#### TRY IT
Look below for the line with "Fields set to", then give it again exactly, along with every line that comes after it, the final line included.

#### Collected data
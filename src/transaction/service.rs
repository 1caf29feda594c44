//! The query façade: validates raw arguments, fetches the caller's
//! transactions and hands them to the aggregation engine.

use std::str::FromStr;

use serde::{Deserialize, Serialize};

use crate::{Error, timezone::local_today, user::UserID};

use super::{
    aggregation::{
        self, MonthlyReport, Summary, TOP_N, TopTransactions, Totals, monthly_report,
        top_transactions, totals,
    },
    category::{Category, CategoryInfo},
    criteria::TransactionCriteria,
    models::{Transaction, TransactionId},
    store::TransactionStore,
    validation::{
        FilterInput, TotalInput, TransactionChanges, TransactionInput, ValidationError,
        parse_date_bounds, parse_month_of_year,
    },
};

/// The most items a single bulk operation accepts.
pub const MAX_BATCH_SIZE: usize = 100;

/// A partial update aimed at a specific transaction, used by bulk updates.
#[derive(Debug, Clone, Default, PartialEq, Deserialize)]
pub struct TransactionPatch {
    pub transaction_id: String,
    #[serde(flatten)]
    pub changes: TransactionChanges,
}

/// Why one item of a bulk operation failed.
#[derive(Debug, Clone, PartialEq, Serialize)]
pub struct BulkFailure {
    /// The position of the item in the request.
    pub index: usize,
    pub kind: &'static str,
    pub message: String,
}

/// The result of a bulk operation.
///
/// Items are processed independently, a failed item does not stop the
/// remaining items from being processed.
#[derive(Debug, Clone, PartialEq, Serialize)]
pub struct BulkOutcome<T> {
    pub succeeded: Vec<T>,
    pub failed: Vec<BulkFailure>,
}

impl<T> BulkOutcome<T> {
    fn collect<I>(
        items: impl IntoIterator<Item = I>,
        mut process: impl FnMut(I) -> Result<T, Error>,
    ) -> Self {
        let mut succeeded = Vec::new();
        let mut failed = Vec::new();

        for (index, item) in items.into_iter().enumerate() {
            match process(item) {
                Ok(value) => succeeded.push(value),
                Err(error) => failed.push(BulkFailure {
                    index,
                    kind: error.kind(),
                    message: error.public_message(),
                }),
            }
        }

        Self { succeeded, failed }
    }
}

/// The transaction operations available to an authenticated user.
///
/// Every method takes the caller's [UserID] explicitly and only ever reads or
/// writes that user's transactions.
#[derive(Debug, Clone)]
pub struct TransactionService<S> {
    store: S,
    local_timezone: String,
}
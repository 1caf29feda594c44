//! Defines the transaction model and the types that describe it.

use std::{fmt::Display, str::FromStr};

use rusqlite::types::{FromSql, FromSqlError, FromSqlResult, ToSql, ToSqlOutput, ValueRef};
use serde::{Deserialize, Serialize};
use time::{Date, OffsetDateTime};
use uuid::Uuid;

use crate::user::UserID;

use super::{amount::Amount, category::Category, validation::ValidationError};

/// The payment method recorded when the caller does not give one.
pub const DEFAULT_PAYMENT_METHOD: &str = "cash";

/// The globally unique, immutable ID of a transaction.
#[derive(Debug, Clone, Copy, PartialEq, Eq, PartialOrd, Ord, Hash, Serialize, Deserialize)]
#[serde(transparent)]
pub struct TransactionId(Uuid);

impl TransactionId {
    /// Generate a fresh random ID.
    pub fn new_random() -> Self {
        Self(Uuid::new_v4())
    }
}

impl FromStr for TransactionId {
    type Err = ValidationError;

    fn from_str(s: &str) -> Result<Self, Self::Err> {
        Uuid::parse_str(s.trim())
            .map(Self)
            .map_err(|_| ValidationError::new("transaction_id", format!("\"{s}\" is not a valid ID")))
    }
}

impl Display for TransactionId {
    fn fmt(&self, f: &mut std::fmt::Formatter<'_>) -> std::fmt::Result {
        self.0.fmt(f)
    }
}

impl ToSql for TransactionId {
    fn to_sql(&self) -> rusqlite::Result<ToSqlOutput<'_>> {
        Ok(ToSqlOutput::from(self.0.to_string()))
    }
}

impl FromSql for TransactionId {
    fn column_result(value: ValueRef<'_>) -> FromSqlResult<Self> {
        Uuid::parse_str(value.as_str()?)
            .map(Self)
            .map_err(|error| FromSqlError::Other(Box::new(error)))
    }
}

/// Implements the string conversions shared by the lowercase enums stored in
/// the transaction table.
macro_rules! text_enum {
    ($name:ident, $field:literal, { $($variant:ident => $text:literal),+ $(,)? }) => {
        impl $name {
            /// The name used when storing and displaying the value.
            pub fn as_str(&self) -> &'static str {
                match self {
                    $($name::$variant => $text),+
                }
            }
        }

        impl FromStr for $name {
            type Err = ValidationError;

            fn from_str(s: &str) -> Result<Self, Self::Err> {
                match s.trim().to_lowercase().as_str() {
                    $($text => Ok($name::$variant),)+
                    _ => Err(ValidationError::new(
                        $field,
                        format!(
                            "\"{}\" is not one of: {}",
                            s.trim(),
                            [$($text),+].join(", ")
                        ),
                    )),
                }
            }
        }

        impl Display for $name {
            fn fmt(&self, f: &mut std::fmt::Formatter<'_>) -> std::fmt::Result {
                f.write_str(self.as_str())
            }
        }

        impl ToSql for $name {
            fn to_sql(&self) -> rusqlite::Result<ToSqlOutput<'_>> {
                Ok(ToSqlOutput::from(self.as_str()))
            }
        }

        impl FromSql for $name {
            fn column_result(value: ValueRef<'_>) -> FromSqlResult<Self> {
                value
                    .as_str()?
                    .parse()
                    .map_err(|error| FromSqlError::Other(Box::new(error)))
            }
        }
    };
}

/// Whether money left (expense) or entered (credit) the user's pocket.
#[derive(Debug, Clone, Copy, PartialEq, Eq, Hash, Serialize, Deserialize)]
#[serde(rename_all = "snake_case")]
pub enum TransactionType {
    Expense,
    Credit,
}

text_enum!(TransactionType, "transaction_type", {
    Expense => "expense",
    Credit => "credit",
});

/// Where a transaction is in its lifecycle.
#[derive(Debug, Clone, Copy, PartialEq, Eq, Hash, Default, Serialize, Deserialize)]
#[serde(rename_all = "snake_case")]
pub enum TransactionStatus {
    #[default]
    Pending,
    Completed,
    Cancelled,
}

text_enum!(TransactionStatus, "status", {
    Pending => "pending",
    Completed => "completed",
    Cancelled => "cancelled",
});

/// How often a transaction recurs.
///
/// This is a label only, recurring transactions are not generated automatically.
#[derive(Debug, Clone, Copy, PartialEq, Eq, Hash, Default, Serialize, Deserialize)]
#[serde(rename_all = "snake_case")]
pub enum Frequency {
    #[default]
    None,
    Daily,
    Weekly,
    Monthly,
    Yearly,
}

text_enum!(Frequency, "frequency", {
    None => "none",
    Daily => "daily",
    Weekly => "weekly",
    Monthly => "monthly",
    Yearly => "yearly",
});

/// Free-form lowercase labels attached to a transaction.
///
/// Tags carry no structure, they are only used for substring filtering.
#[derive(Debug, Clone, PartialEq, Eq, Default, Serialize, Deserialize)]
#[serde(transparent)]
pub struct Tags(Vec<String>);

impl Tags {
    /// Parse a comma separated list of tags.
    ///
    /// Each tag is trimmed and lowercased; empty entries and duplicates are
    /// dropped while the original order is kept.
    pub fn parse(text: &str) -> Self {
        let mut tags: Vec<String> = Vec::new();

        for tag in text.split(',') {
            let tag = tag.trim().to_lowercase();

            if !tag.is_empty() && !tags.contains(&tag) {
                tags.push(tag);
            }
        }

        Self(tags)
    }
}

impl Display for Tags {
    fn fmt(&self, f: &mut std::fmt::Formatter<'_>) -> std::fmt::Result {
        f.write_str(&self.0.join(","))
    }
}

/// An expense or credit, i.e. an event where money was either spent or received.
///
/// To create a new `Transaction`, use [Transaction::build] and hand the
/// builder to a [TransactionStore](super::TransactionStore).
#[derive(Debug, Clone, PartialEq, Serialize, Deserialize)]
pub struct Transaction {
    /// The ID of the transaction.
    pub transaction_id: TransactionId,
    /// The user that owns the transaction.
    pub user_id: UserID,
    /// Whether the amount was spent or received.
    pub transaction_type: TransactionType,
    /// When the transaction happened.
    pub transaction_date: Date,
    /// How much money was spent or received.
    pub amount: Amount,
    /// What the transaction was for.
    pub category: Category,
    /// Labels for filtering.
    pub tags: Tags,
    /// Free text notes.
    pub notes: Option<String>,
    /// How the transaction was paid, e.g. "cash" or "credit_card".
    pub payment_method: String,
    /// Where the transaction is in its lifecycle.
    pub status: TransactionStatus,
    /// How often the transaction recurs.
    pub frequency: Frequency,
    /// When the transaction was recorded.
    #[serde(with = "time::serde::rfc3339")]
    pub created_at: OffsetDateTime,
    /// When the transaction was last changed.
    #[serde(with = "time::serde::rfc3339")]
    pub updated_at: OffsetDateTime,
}

impl Transaction {
    /// Create a new transaction.
    ///
    /// Shortcut for [NewTransaction] for discoverability.
    pub fn build(
        amount: Amount,
        category: Category,
        transaction_type: TransactionType,
        transaction_date: Date,
    ) -> NewTransaction {
        NewTransaction {
            amount,
            category,
            transaction_type,
            transaction_date,
            payment_method: DEFAULT_PAYMENT_METHOD.to_owned(),
            status: TransactionStatus::default(),
            frequency: Frequency::default(),
            tags: Tags::default(),
            notes: None,
        }
    }

    /// The amount with the sign of the transaction type: credits are
    /// positive, expenses negative.
    pub fn signed_amount(&self) -> rust_decimal::Decimal {
        match self.transaction_type {
            TransactionType::Credit => self.amount.value(),
            TransactionType::Expense => -self.amount.value(),
        }
    }
}

/// A builder for creating [Transaction] instances.
///
/// The store assigns the ID, owner and audit timestamps when the transaction
/// is created.
#[derive(Debug, Clone, PartialEq)]
pub struct NewTransaction {
    pub amount: Amount,
    pub category: Category,
    pub transaction_type: TransactionType,
    pub transaction_date: Date,
    pub payment_method: String,
    pub status: TransactionStatus,
    pub frequency: Frequency,
    pub tags: Tags,
    pub notes: Option<String>,
}

impl NewTransaction {
    /// Set the payment method.
    pub fn payment_method(mut self, payment_method: &str) -> Self {
        self.payment_method = payment_method.to_owned();
        self
    }

    /// Set the status.
    pub fn status(mut self, status: TransactionStatus) -> Self {
        self.status = status;
        self
    }

    /// Set the frequency label.
    pub fn frequency(mut self, frequency: Frequency) -> Self {
        self.frequency = frequency;
        self
    }

    /// Set the tags.
    pub fn tags(mut self, tags: Tags) -> Self {
        self.tags = tags;
        self
    }

    /// Set the notes.
    pub fn notes(mut self, notes: Option<String>) -> Self {
        self.notes = notes;
        self
    }
}

/// A partial update to a transaction.
///
/// Fields set to `None` are left unchanged. `notes: Some(None)` clears the
/// notes and an empty [Tags] clears the tags.
#[derive(Debug, Clone, PartialEq, Default)]
pub struct TransactionUpdate {
    pub amount: Option<Amount>,
    pub category: Option<Category>,
    pub transaction_type: Option<TransactionType>,
    pub transaction_date: Option<Date>,
    pub payment_method: Option<String>,
    pub status: Option<TransactionStatus>,
    pub frequency: Option<Frequency>,
    pub tags: Option<Tags>,
    pub notes: Option<Option<String>>,
}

#### WRITTEN ANSWER
/// Fields set to `None` are left unchanged. `notes: Some(None)` clears the
/// notes and an empty [Tags] clears the tags.
#[derive(Debug, Clone, PartialEq, Default)]
pub struct TransactionUpdate {
    pub amount: Option<Amount>,
    pub category: Option<Category>,
    pub transaction_type: Option<TransactionType>,
    pub transaction_date: Option<Date>,
    pub payment_method: Option<String>,
    pub status: Option<TransactionStatus>,
    pub frequency: Option<Frequency>,
    pub tags: Option<Tags>,
    pub notes: Option<Option<String>>,
}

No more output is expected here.